Cerbere: Border Town with a Colourful Past and 21st Century Hopes for the Future
DESCENDED from two generations of hoteliers, Yves Maurice is the owner of La Dorade, the busiest hotel and restaurant in Cerbere. A tiny village teetering on the French Spanish border with a view of the Mediterranean to die for, Cerbere's hiking trails wind past megaliths and dolmans that date back into prehistory. Its railway station was built by Eiffel & Cie, the same company that built the Eiffel Tower and the Garabit Viaduct. In this edition of Intrepid Catalonia, Maurice talks up tales of boom times, romance, war and a sunny 21st century future for this very French but also very Catalonian village.
Q&A WITH YVES MAURICE, PROPRIETOR, LA DORADE HOTEL AND RESTAURANT, CERBERE, FRANCE
Q. La Dorade is not just a place of business for you, is it?
A. No. I was born right here in 1961 in a room on the third floor of the hotel. Many of my guests who have been coming here for years still ask to be booked into what they call the "Nativity Suite." In fact, I was one of the last babies in Cerbere to be birthed by a midwife.
Q. So you clearly made your mark on the world from the very beginning?
A. Well, (laughs) they do tell me when I was born, the village midwife pronounced me her chef d’oeuvre-- “her best work”—and she retired very soon after.
Q. You didn’t live in the hotel your entire childhood?
A. Not at all. In 1963 my parents moved us into a house in the village where they still live and my family lives right next door to them, so like my grandparents and my father and mother before me, I have also brought up my children in Cerbere.
Q. You are the third generation of hoteliers but you didn't immediately follow your parents and grandparents into the family business, did you?
A. That's right. I studied at the engineering polytechnic in Montpellier, and after that, I taught hydraulic engineering in Nigeria for a while. When I came back to France, I picked up a Masters in Business Administration and then began working in Paris while my wife Anne studied for a law degree.
Q. The American writer Tom Wolfe famously published the novel You Can't Go Home Again, but you clearly did. How did that happen?
A. You might say a bit of serendipity was at play. After a year of the hustle and bustle of Paris, Anne and I wanted out. So one evening I called my father to tell him I wanted to come back to Cerbere and run the hotel. At the same time, I learned that he had been planning to sell the business and retire.
Q. Needless to say, you came to an amicable arrangement?
A. Indeed. In 1990, Anne and I moved back to Cerbere and completely renovated my father's hotel and restaurant into what you see today. La Dorade has been doing great ever since.
Q. Today Cerbere is a small village involved in tourism, viniculture and some work with the railway but it has a colourful past and your grandparents were a part of it. How did they end up here?

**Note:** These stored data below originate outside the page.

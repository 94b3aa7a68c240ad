//! Per-connection update log: outgoing persistence, incoming merge, and the
//! resend-on-reconnect loop (§4.7).

use std::collections::BTreeMap;
use std::sync::Arc;

use serde::{Deserialize, Serialize};
use tokio::sync::Mutex;

use crate::connection::channel::DataChannel;
use crate::error::Result;
use crate::reliability::update::{MarkerField, ReactionField, TextField, Update};
use crate::time::TimeService;

/// Who materialized a [`HistoryEntry`] (§4.7 `sendText`: "locally insert
/// into history as sender=you").
#[derive(Debug, Clone, Copy, PartialEq, Eq, Serialize, Deserialize)]
pub enum Sender {
    You,
    Peer,
}

/// A materialized chat message, the unit [`UpdateLog::history`] renders.
#[derive(Debug, Clone, Serialize, Deserialize)]
pub struct HistoryEntry {
    pub id: i64,
    pub sender: Sender,
    pub text: Option<String>,
    pub delivered: bool,
    pub seen: bool,
    pub reaction: Option<String>,
}

impl HistoryEntry {
    fn new(id: i64, sender: Sender) -> Self {
        Self { id, sender, text: None, delivered: false, seen: false, reaction: None }
    }

    fn apply(&mut self, update: &Update) {
        if let Some(message) = &update.message {
            self.text = Some(message.text.clone());
        }
        if update.delivered.is_some() {
            self.delivered = true;
        }
        if update.seen.is_some() {
            self.seen = true;
        }
        if let Some(reaction) = &update.reaction {
            self.reaction = Some(reaction.value.clone());
        }
    }
}

/// Where the persisted cache and history are written (§4.8's KV store, kept
/// as a seam so this crate doesn't depend on `whisper-store` directly).
#[async_trait::async_trait]
pub trait UpdateSink: Send + Sync {
    async fn persist_cache(&self, peer_public_key: &str, cache: &BTreeMap<i64, Update>) -> Result<()>;
    async fn persist_history(&self, peer_public_key: &str, history: &[HistoryEntry]) -> Result<()>;
}

/// A no-op sink for tests and for applications that don't need persistence.
pub struct NullSink;

#[async_trait::async_trait]
impl UpdateSink for NullSink {
    async fn persist_cache(&self, _peer_public_key: &str, _cache: &BTreeMap<i64, Update>) -> Result<()> {
        Ok(())
    }

    async fn persist_history(&self, _peer_public_key: &str, _history: &[HistoryEntry]) -> Result<()> {
        Ok(())
    }
}

pub struct UpdateLog {
    peer_public_key: String,
    sink: Arc<dyn UpdateSink>,
    time: TimeService,
    cache: Mutex<BTreeMap<i64, Update>>,
    history: Mutex<Vec<HistoryEntry>>,
    own_ids: Mutex<std::collections::HashSet<i64>>,
}

impl UpdateLog {
    pub fn new(peer_public_key: String, sink: Arc<dyn UpdateSink>, time: TimeService) -> Self {
        Self {
            peer_public_key,
            sink,
            time,
            cache: Mutex::new(BTreeMap::new()),
            history: Mutex::new(Vec::new()),
            own_ids: Mutex::new(std::collections::HashSet::new()),
        }
    }

    pub async fn history(&self) -> Vec<HistoryEntry> {
        self.history.lock().await.clone()
    }

    /// Merge an update received over the data channel (§4.7 merge rules).
    pub async fn merge_incoming(&self, update: Update) -> Result<()> {
        let is_own = self.own_ids.lock().await.contains(&update.id);
        let mut cache = self.cache.lock().await;
        match cache.get_mut(&update.id) {
            Some(existing) => {
                existing.merge_from(&update);
            }
            None => {
                if !update.is_useful() {
                    return Ok(());
                }
                cache.insert(update.id, update.clone().into_cached());
            }
        }
        let merged = cache.get(&update.id).cloned();
        self.sink.persist_cache(&self.peer_public_key, &cache).await?;
        drop(cache);

        if let Some(merged) = merged {
            self.materialize(update.id, if is_own { Sender::You } else { Sender::Peer }, &merged).await;
        }
        Ok(())
    }

    async fn materialize(&self, id: i64, sender: Sender, update: &Update) {
        let mut history = self.history.lock().await;
        match history.iter_mut().find(|entry| entry.id == id) {
            Some(entry) => entry.apply(update),
            None => {
                let mut entry = HistoryEntry::new(id, sender);
                entry.apply(update);
                history.push(entry);
            }
        }
        let _ = self.sink.persist_history(&self.peer_public_key, &history).await;
    }

    async fn emit(&self, channel: &dyn DataChannel, update: &Update) -> Result<()> {
        let json = serde_json::to_string(update)?;
        channel.send(&json).await
    }

    /// `sendText` (§4.7): assign `id = serverTime`, cache, send, materialize.
    pub async fn send_text(&self, channel: &dyn DataChannel, text: &str) -> Result<i64> {
        let id = self.time.server_time();
        let update = Update { id, message: Some(TextField { timestamp: id, text: text.to_string() }), ..Update::new(id) };
        self.own_ids.lock().await.insert(id);
        self.cache_and_persist(update.clone()).await?;
        self.emit(channel, &update).await?;
        self.materialize(id, Sender::You, &update).await;
        Ok(id)
    }

    pub async fn send_delivered(&self, channel: &dyn DataChannel, id: i64) -> Result<()> {
        let timestamp = self.time.server_time();
        let update = Update { id, delivered: Some(MarkerField { timestamp }), ..Update::new(id) };
        self.cache_and_persist(update.clone()).await?;
        self.emit(channel, &update).await?;
        self.materialize(id, Sender::Peer, &update).await;
        Ok(())
    }

    pub async fn send_seen(&self, channel: &dyn DataChannel, id: i64) -> Result<()> {
        let timestamp = self.time.server_time();
        let update = Update { id, seen: Some(MarkerField { timestamp }), ..Update::new(id) };
        self.cache_and_persist(update.clone()).await?;
        self.emit(channel, &update).await?;
        self.materialize(id, Sender::Peer, &update).await;
        Ok(())
    }

    pub async fn send_reaction(&self, channel: &dyn DataChannel, id: i64, value: &str) -> Result<()> {
        let timestamp = self.time.server_time();
        let update = Update {
            id,
            reaction: Some(ReactionField { timestamp, value: value.to_string() }),
            ..Update::new(id)
        };
        self.cache_and_persist(update.clone()).await?;
        self.emit(channel, &update).await?;
        let is_own = self.own_ids.lock().await.contains(&id);
        self.materialize(id, if is_own { Sender::You } else { Sender::Peer }, &update).await;
        Ok(())
    }

    /// `sendAction('typing')`: ephemeral, never cached (§4.7).
    pub async fn send_action(&self, channel: &dyn DataChannel, action: &str) -> Result<()> {
        let update = Update { id: self.time.server_time(), action: Some(action.to_string()), ..Default::default() };
        self.emit(channel, &update).await
    }

    async fn cache_and_persist(&self, update: Update) -> Result<()> {
        let mut cache = self.cache.lock().await;
        match cache.get_mut(&update.id) {
            Some(existing) => existing.merge_from(&update),
            None => {
                cache.insert(update.id, update.into_cached());
            }
        }
        self.sink.persist_cache(&self.peer_public_key, &cache).await
    }

    /// Re-emit the whole useful-updates cache in id order over a fresh
    /// channel (§4.7 resend loop, idempotent by the merge rules).
    pub async fn resend_all(&self, channel: &dyn DataChannel) -> Result<()> {
        let cache = self.cache.lock().await;
        for update in cache.values() {
            self.emit(channel, update).await?;
        }
        Ok(())
    }

    /// The age, in ms, of the oldest outgoing message still missing a
    /// `delivered` stamp — `None` once every outgoing message has one
    /// (§4.7 reconnect watchdog).
    pub async fn oldest_undelivered_age_ms(&self) -> Option<i64> {
        let own_ids = self.own_ids.lock().await;
        let cache = self.cache.lock().await;
        let oldest_id = own_ids
            .iter()
            .filter(|id| cache.get(id).map(|u| u.delivered.is_none()).unwrap_or(false))
            .min()
            .copied()?;
        Some(self.time.server_time() - oldest_id)
    }
}

#[cfg(test)]
mod tests {
    use super::*;
    use crate::connection::channel::LoopbackChannel;

    fn log() -> UpdateLog {
        UpdateLog::new("peer".to_string(), Arc::new(NullSink), TimeService::new())
    }

    #[tokio::test]
    async fn send_text_materializes_history_as_self() {
        let log = log();
        let (a, _b) = LoopbackChannel::pair();
        let id = log.send_text(&*a, "hi").await.unwrap();
        let history = log.history().await;
        assert_eq!(history.len(), 1);
        assert_eq!(history[0].id, id);
        assert_eq!(history[0].sender, Sender::You);
        assert_eq!(history[0].text.as_deref(), Some("hi"));
    }

    #[tokio::test]
    async fn incoming_message_merges_and_materializes_as_peer() {
        let log = log();
        log.merge_incoming(Update {
            id: 42,
            message: Some(TextField { timestamp: 42, text: "yo".into() }),
            ..Update::new(42)
        })
        .await
        .unwrap();

        let history = log.history().await;
        assert_eq!(history[0].sender, Sender::Peer);
        assert_eq!(history[0].text.as_deref(), Some("yo"));
    }

    #[tokio::test]
    async fn action_only_update_is_never_cached() {
        let log = log();
        log.merge_incoming(Update { id: 1, action: Some("typing".into()), ..Update::new(1) })
            .await
            .unwrap();
        assert!(log.cache.lock().await.is_empty());
    }

    #[tokio::test]
    async fn watchdog_age_clears_once_delivered() {
        let log = log();
        let (a, _b) = LoopbackChannel::pair();
        let id = log.send_text(&*a, "hi").await.unwrap();
        assert!(log.oldest_undelivered_age_ms().await.is_some());

        // The peer's delivery ack for our own message arrives like any
        // other incoming update, merged rather than locally emitted.
        log.merge_incoming(Update { id, delivered: Some(MarkerField { timestamp: id + 1 }), ..Update::new(id) })
            .await
            .unwrap();
        assert!(log.oldest_undelivered_age_ms().await.is_none());
    }
}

A. My grandmother was orphaned when she 12 and eventually she went into domestic service. She became a cook, and as it happens a very talented one, working for a lawyer in Beziers.
Q. So it was in Beziers that your grandparents met?
A. Yes, and it was a real love story but back then, romance and marriage weren't always easy. The class structure was quite rigid and my grandparents were from different worlds. He was from so-called “high society”— in fact he was the first guy in Beziers to buy a car. So my grandparents fell madly in love but because of their class differences, they couldn't remain in Beziers.
Q. Why did they choose to live in Cerbere?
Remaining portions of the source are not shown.